The benefit for the consumer of the Creative Cloud is that they can take advantage of new features Adobe develops immediately, rather than having to wait 12 months for the next boxed version to hit the shops. The benefit for Adobe is that they can enjoy a constant stream of revenue and provide a service that software pirates and peer-to-peer networks will find difficult to replicate for free.
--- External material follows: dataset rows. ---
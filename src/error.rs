//! Error types and result aliases for bracegap.
//!
//! This module defines the error handling infrastructure:
//! - [`Result<T>`]: Type alias for `anyhow::Result<T>` used throughout the crate

use anyhow::Result as AnyhowResult;

pub type Result<T> = AnyhowResult<T>;
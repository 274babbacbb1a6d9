//! Brace-line rewrite pipeline
//!
//! Implements the single-pass rewrite:
//! - Stream the input line by line with a one-line lookahead
//! - Emit every line unchanged
//! - After a line ending in an opening brace, emit one extra blank line
//!   unless the next line is already blank (or there is no next line)
//!
//! The core entry point is [`insert_blank_lines`] which processes a buffered
//! reader and writes rewritten output to any `Write` implementation.
//! [`rewrite_file`] wraps it for in-place file rewriting.

use std::fs::{self, File};
use std::io::{BufRead, BufReader, Cursor, Read, Write};
use std::path::Path;

use crate::patterns::BRACE_EOL_RE;
use crate::Result;

/// Copy `input` to `output`, inserting a blank line after each line whose
/// content ends with an opening brace, unless the following line is already
/// blank. All original lines pass through byte-for-byte, terminators
/// included; only single `\n` lines are added.
///
/// Holds at most the current line and its successor in memory, so output
/// order and insertion decisions depend only on adjacent line pairs.
pub fn insert_blank_lines<R: BufRead, W: Write>(mut input: R, mut output: W) -> Result<()> {
    let mut current = String::new();
    if input.read_line(&mut current)? == 0 {
        // Empty input, nothing to emit
        return Ok(());
    }

    loop {
        let mut next = String::new();
        let at_eof = input.read_line(&mut next)? == 0;

        output.write_all(current.as_bytes())?;

        // Separate only when a non-blank successor exists. A brace line at
        // end of input gets no trailing blank.
        if !at_eof && BRACE_EOL_RE.is_match(&current) && !next.trim().is_empty() {
            output.write_all(b"\n")?;
        }

        if at_eof {
            return Ok(());
        }
        current = next;
    }
}

/// Rewrite `path` in place.
///
/// The file is fully buffered before any write begins, so a read failure
/// leaves it untouched. The write is a plain overwrite; a write failure may
/// leave the file partially written (no temp-file-and-rename is attempted).
pub fn rewrite_file(path: &Path) -> Result<()> {
    let mut contents = Vec::new();
    File::open(path)?.read_to_end(&mut contents)?;

    let reader = BufReader::new(Cursor::new(&contents));
    let mut output = Vec::with_capacity(contents.len());
    insert_blank_lines(reader, &mut output)?;

    fs::write(path, &output)?;
    Ok(())
}

#[cfg(test)]
mod tests {
    use super::*;

    /// Run the rewrite over an in-memory string
    fn rewrite(input: &str) -> String {
        let reader = BufReader::new(Cursor::new(input.as_bytes()));
        let mut output = Vec::new();
        insert_blank_lines(reader, &mut output).unwrap();
        String::from_utf8(output).unwrap()
    }

    #[test]
    fn test_inserts_blank_after_brace_line() {
        let input = "void f() {\nint x = 1;\n}\n";
        let expected = "void f() {\n\nint x = 1;\n}\n";
        assert_eq!(rewrite(input), expected);
    }

    #[test]
    fn test_existing_blank_is_not_doubled() {
        let input = "void f() {\n\nint x = 1;\n}\n";
        assert_eq!(rewrite(input), input);
    }

    #[test]
    fn test_idempotent() {
        let input = "struct a {\nint b;\n};\nvoid f() {\nreturn;\n}\n";
        let once = rewrite(input);
        let twice = rewrite(&once);
        assert_eq!(once, twice);
    }

    #[test]
    fn test_whitespace_only_successor_counts_as_blank() {
        // A successor of spaces/tabs is blank after trimming
        let input = "if (x) {\n   \t\ny = 1;\n}\n";
        assert_eq!(rewrite(input), input);
    }

    #[test]
    fn test_no_false_positive_on_inline_brace() {
        let input = "foo() { bar();\nbaz();\n";
        assert_eq!(rewrite(input), input);
    }

    #[test]
    fn test_brace_on_final_line_inserts_nothing() {
        let input = "int main() {\n";
        assert_eq!(rewrite(input), input);
    }

    #[test]
    fn test_final_line_without_newline_preserved() {
        let input = "void f() {\nreturn;\n}";
        let expected = "void f() {\n\nreturn;\n}";
        assert_eq!(rewrite(input), expected);
    }

    #[test]
    fn test_indented_brace_line() {
        let input = "outer() {\ninner {\nx = 1;\n}\n}\n";
        let expected = "outer() {\n\ninner {\n\nx = 1;\n}\n}\n";
        assert_eq!(rewrite(input), expected);
    }

    #[test]
    fn test_lone_brace_line() {
        let input = "{\nx();\n}\n";
        let expected = "{\n\nx();\n}\n";
        assert_eq!(rewrite(input), expected);
    }

    #[test]
    fn test_crlf_terminated_brace_line() {
        let input = "void f() {\r\nint x = 1;\r\n}\r\n";
        let expected = "void f() {\r\n\nint x = 1;\r\n}\r\n";
        assert_eq!(rewrite(input), expected);
    }

    #[test]
    fn test_empty_input() {
        assert_eq!(rewrite(""), "");
    }

    #[test]
    fn test_lines_preserved_in_order() {
        let input = "a {\nb\nc {\nd\ne\n";
        let output = rewrite(input);
        let originals: Vec<&str> = input.lines().collect();
        let kept: Vec<&str> = output.lines().filter(|l| !l.is_empty()).collect();
        assert_eq!(kept, originals);
    }

    #[test]
    fn test_consecutive_brace_lines() {
        // Each brace line sees a non-blank successor (the next brace line)
        let input = "a {\nb {\nc;\n";
        let expected = "a {\n\nb {\n\nc;\n";
        assert_eq!(rewrite(input), expected);
    }
}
There are currently around half a million paying customers of Creative Cloud, with pricing starting at $50/£46.88 for a monthly subscription for US users. Update: There's also a Photoshop-only option for $19.95/£17.58 a month.

New features

So what will the new Photoshop include? Here are some of the most important updates:

  • Camera shake reduction - a feature which, as we revealed last month, helps to reduce motion blur in your photos.
  • Smart Sharpen - analyses images to produce the best possible sharpening, while minimising halos and noises. With 'intelligent upsampling', Adobe says users will be able to increase the size of an image, large enough for a billboard, without pixelation.
  • Adobe Camera Raw 8 support - edits can be applied as a filter to any layer or file.
  • Advanced Healing brush - enables you to 'heal' or 'patch' images with a brush stroke instead of a circular area.
  • Radial Gradient - powerful controls to draw attention to the focus of an image without applying a standard vignette
  • Upright tool - automatically straightens horizons and applies perspective corrections without distorting the image.
  • The ability to edit rounded rectangles - includes the ability to adjust corner radii at any time.
  • The ability to select multiple paths, shapes and vectors at once
  • The 3D features and high-end image analysis tools of Photoshop Extended - an existing, pricier version of Photoshop CS6 - will be included in Photoshop CC
  • The Behance creative pro social network, as we revealed in March, will be built into all the major CC applications, enabling you to post your projects instantly to Behance for feedback from colleagues and clients.
  • A new workflow from Photoshop CC to Edge Reflow CC, promised for this summer, that will enable you to build web designs in Photoshop that can easily be turned into responsive websites.
  • Photoshop now lets you generate CSS code for specific design elements to copy and paste into your web editor.
  • Conditional Actions means you can put routine processing jobs on autopilot. These commands use if/then statements to automatically choose between different actions based on rules you set up.
  • Workflow time-savers: Drag a layer to a tabbed document, create paths more easily with new modifier keys, move a path with the spacebar and include ICC profiles.
  • Color import from web files - import colour swatches directly from HTML, CSS, or SVG files.
  • System anti-aliasing for type - Adobe promises a realistic preview of how your type will look on the web with an option that closely matches the anti-aliasing of your desktop operating system

In total, Adobe promises "literally hundreds" of updates and new features to its Creative Suite tools. So keep your eye on Creative Bloq over the coming weeks, and we'll bring you details of each and every one of them...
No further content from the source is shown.